> **Record excerpts**
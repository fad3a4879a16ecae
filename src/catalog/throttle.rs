//! Request pacing for the catalog.
//!
//! MusicBrainz allows one request per second per client. Callers await
//! [`Throttle::wait`] before each request; the tokio mutex is fair, so
//! concurrent callers queue in arrival order instead of being rejected.

use std::time::Duration;
use tokio::sync::Mutex;
use tokio::time::Instant;

/// Allows at most one request start per `period`, application-wide.
#[derive(Debug)]
pub struct Throttle {
    last_request: Mutex<Option<Instant>>,
    period: Duration,
}

impl Throttle {
    pub fn new(period: Duration) -> Self {
        Self {
            last_request: Mutex::new(None),
            period,
        }
    }

    /// Wait until the next request may start, then claim the slot.
    pub async fn wait(&self) {
        let mut last = self.last_request.lock().await;

        if let Some(last_time) = *last {
            let elapsed = last_time.elapsed();
            if elapsed < self.period {
                let wait_time = self.period - elapsed;
                tracing::debug!("Throttling catalog request for {:?}", wait_time);
                tokio::time::sleep(wait_time).await;
            }
        }

        *last = Some(Instant::now());
    }
}
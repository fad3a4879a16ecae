//! ffprobe/ffmpeg drivers.
//!
//! Both operations take either a path/URI the tool can open itself, or a
//! stream of byte chunks that is fed through the tool's stdin by a
//! background task while stdout is drained here.

use std::io;
use std::path::Path;
use std::time::Duration;

use futures::stream::{self, BoxStream};
use futures::{Stream, StreamExt};
use serde_json::Value;
use tokio::io::AsyncReadExt;
use tokio::sync::oneshot;

use super::error::{DataError, TagError};
use super::feeder::{FeedOutcome, feed_chunks};
use super::probe::reported_error;
use super::record::AudioTags;
use crate::config::InspectionConfig;
use crate::process::{AsyncProcess, ProcessOptions};

/// Chunk size used when streaming a local file.
pub const FILE_CHUNK_SIZE: usize = 64 * 1024;

/// Stand-in input name for streamed data.
pub const STDIN_INPUT: &str = "-";

/// Bytes of `-version` output read before giving up on a newline.
const VERSION_READ_LIMIT: usize = 4096;

/// How long a finished tool's feeder gets to report back.
const FEED_SETTLE: Duration = Duration::from_secs(1);

/// Where the inspection tool reads its input from.
pub enum AudioSource {
    /// Local path or URL, opened by the tool itself
    Path(String),
    /// Raw file contents, piped through stdin
    Stream(BoxStream<'static, Vec<u8>>),
}

impl AudioSource {
    pub fn path(path: impl Into<String>) -> Self {
        Self::Path(path.into())
    }

    pub fn stream<S>(chunks: S) -> Self
    where
        S: Stream<Item = Vec<u8>> + Send + 'static,
    {
        Self::Stream(chunks.boxed())
    }

    /// Stream a local file in fixed-size chunks.
    pub async fn open_file(path: impl AsRef<Path>) -> io::Result<Self> {
        let file = tokio::fs::File::open(path.as_ref()).await?;
        Ok(Self::stream(file_chunks(file, FILE_CHUNK_SIZE)))
    }

    /// The `-i` argument for this source.
    pub fn input_arg(&self) -> &str {
        match self {
            Self::Path(path) => path,
            Self::Stream(_) => STDIN_INPUT,
        }
    }

    pub fn is_stream(&self) -> bool {
        matches!(self, Self::Stream(_))
    }
}

impl std::fmt::Debug for AudioSource {
    fn fmt(&self, f: &mut std::fmt::Formatter<'_>) -> std::fmt::Result {
        match self {
            Self::Path(path) => f.debug_tuple("Path").field(path).finish(),
            Self::Stream(_) => f.write_str("Stream(..)"),
        }
    }
}

/// Read `file` as a stream of chunks; a read error ends the stream.
pub fn file_chunks(file: tokio::fs::File, chunk_size: usize) -> impl Stream<Item = Vec<u8>> {
    stream::unfold(file, move |mut file| async move {
        let mut buf = vec![0u8; chunk_size];
        match file.read(&mut buf).await {
            Ok(0) => None,
            Ok(n) => {
                buf.truncate(n);
                Some((buf, file))
            }
            Err(e) => {
                tracing::warn!("Reading input file failed: {}", e);
                None
            }
        }
    })
}

/// ffprobe arguments for a JSON report on `input`.
pub fn probe_args(input: &str) -> Vec<String> {
    [
        "-hide_banner",
        "-loglevel",
        "fatal",
        "-show_error",
        "-show_format",
        "-show_streams",
        "-print_format",
        "json",
        "-i",
        input,
    ]
    .into_iter()
    .map(String::from)
    .collect()
}

/// ffmpeg arguments that copy the first video (cover) stream out as mjpeg.
pub fn cover_args(input: &str) -> Vec<String> {
    [
        "-hide_banner",
        "-loglevel",
        "fatal",
        "-i",
        input,
        "-map",
        "0:v",
        "-c",
        "copy",
        "-f",
        "mjpeg",
        "-",
    ]
    .into_iter()
    .map(String::from)
    .collect()
}

/// Parse ffprobe's stdout into a tag record.
pub fn parse_report(stdout: &[u8]) -> Result<AudioTags, DataError> {
    let raw: Value = serde_json::from_slice(stdout)?;
    if let Some(message) = reported_error(&raw) {
        return Err(DataError::Reported(message));
    }
    AudioTags::parse(raw)
}

/// First line of `<program> -version`, or `None` if it cannot be run.
pub async fn tool_version(program: &str) -> Option<String> {
    let options = ProcessOptions {
        enable_stdin: false,
        enable_stdout: true,
    };
    let mut proc = AsyncProcess::spawn(program, ["-version"], options).ok()?;
    // The banner's first line is all we print
    let head = proc.read(VERSION_READ_LIMIT).await.ok()?;
    if let Err(e) = proc.close().await {
        tracing::debug!(program, "Waiting for version check failed: {}", e);
    }

    String::from_utf8_lossy(&head)
        .lines()
        .map(str::trim)
        .find(|line| !line.is_empty())
        .map(str::to_string)
}

/// Runs the inspection tools.
#[derive(Debug, Clone)]
pub struct TagExtractor {
    ffprobe: String,
    ffmpeg: String,
    cover_feed_limit: usize,
}

impl Default for TagExtractor {
    fn default() -> Self {
        Self::new(&InspectionConfig::default())
    }
}

impl TagExtractor {
    pub fn new(config: &InspectionConfig) -> Self {
        Self {
            ffprobe: config.ffprobe.clone(),
            ffmpeg: config.ffmpeg.clone(),
            cover_feed_limit: config.cover_feed_limit,
        }
    }

    /// Probe `source` and build its [`AudioTags`].
    pub async fn parse_tags(&self, source: AudioSource) -> Result<AudioTags, TagError> {
        let input = source.input_arg().to_string();
        let args = probe_args(&input);

        let (stdout, feed) = run_tool(&self.ffprobe, &args, source, None)
            .await
            .map_err(|e| TagError::invalid_data(&input, e))?;

        parse_report(&stdout).map_err(|e| {
            if let Some(feed) = feed
                && feed.cut_short()
            {
                tracing::warn!(
                    input = %input,
                    bytes_written = feed.bytes_written,
                    "ffprobe stopped reading before the end of the input"
                );
            }
            TagError::invalid_data(&input, e)
        })
    }

    /// Extract the embedded cover image, if any.
    ///
    /// Streamed input is capped at the configured feed limit; the cover is
    /// expected near the start of the file.
    pub async fn get_embedded_image(
        &self,
        source: AudioSource,
    ) -> Result<Option<Vec<u8>>, TagError> {
        let input = source.input_arg().to_string();
        let args = cover_args(&input);

        let (stdout, _) = run_tool(&self.ffmpeg, &args, source, Some(self.cover_feed_limit))
            .await
            .map_err(|e| TagError::invalid_data(&input, e))?;

        if stdout.is_empty() {
            tracing::debug!(input = %input, "No embedded image");
            return Ok(None);
        }
        tracing::debug!(input = %input, bytes = stdout.len(), "Extracted embedded image");
        Ok(Some(stdout))
    }
}

/// Run `program`, feeding streamed input in the background, and collect
/// all of its stdout.
///
/// The feed outcome is collected once the child has exited; a feeder still
/// stuck on its producer after [`FEED_SETTLE`] is reported as `None`.
async fn run_tool(
    program: &str,
    args: &[String],
    source: AudioSource,
    feed_limit: Option<usize>,
) -> Result<(Vec<u8>, Option<FeedOutcome>), DataError> {
    let options = ProcessOptions {
        enable_stdin: source.is_stream(),
        enable_stdout: true,
    };
    let mut proc = AsyncProcess::spawn(program, args, options).map_err(|source| {
        DataError::Spawn {
            program: program.to_string(),
            source,
        }
    })?;

    let mut feed_rx = None;
    if let AudioSource::Stream(chunks) = source
        && let Some(stdin) = proc.take_stdin()
    {
        let (tx, rx) = oneshot::channel();
        proc.attach_task(async move {
            let outcome = feed_chunks(stdin, chunks, feed_limit).await;
            let _ = tx.send(outcome);
        });
        feed_rx = Some(rx);
    }

    let stdout = proc.read_to_end().await?;
    let status = proc.wait().await?;
    if !status.success() {
        tracing::debug!(program, %status, "Inspection tool exited with failure");
    }

    let feed = match feed_rx {
        Some(rx) => tokio::time::timeout(FEED_SETTLE, rx)
            .await
            .ok()
            .and_then(Result::ok),
        None => None,
    };

    proc.close().await?;
    Ok((stdout, feed))
}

> **What to do**
Your answer should consist only of the lines above between the line holding "is fair, so" and the line holding "pub struct Throttle", inclusive, each transcribed exactly.

> **Written solution**
//! [`Throttle::wait`] before each request; the tokio mutex is fair, so
//! concurrent callers queue in arrival order instead of being rejected.

use std::time::Duration;
use tokio::sync::Mutex;
use tokio::time::Instant;

/// Allows at most one request start per `period`, application-wide.
#[derive(Debug)]
pub struct Throttle {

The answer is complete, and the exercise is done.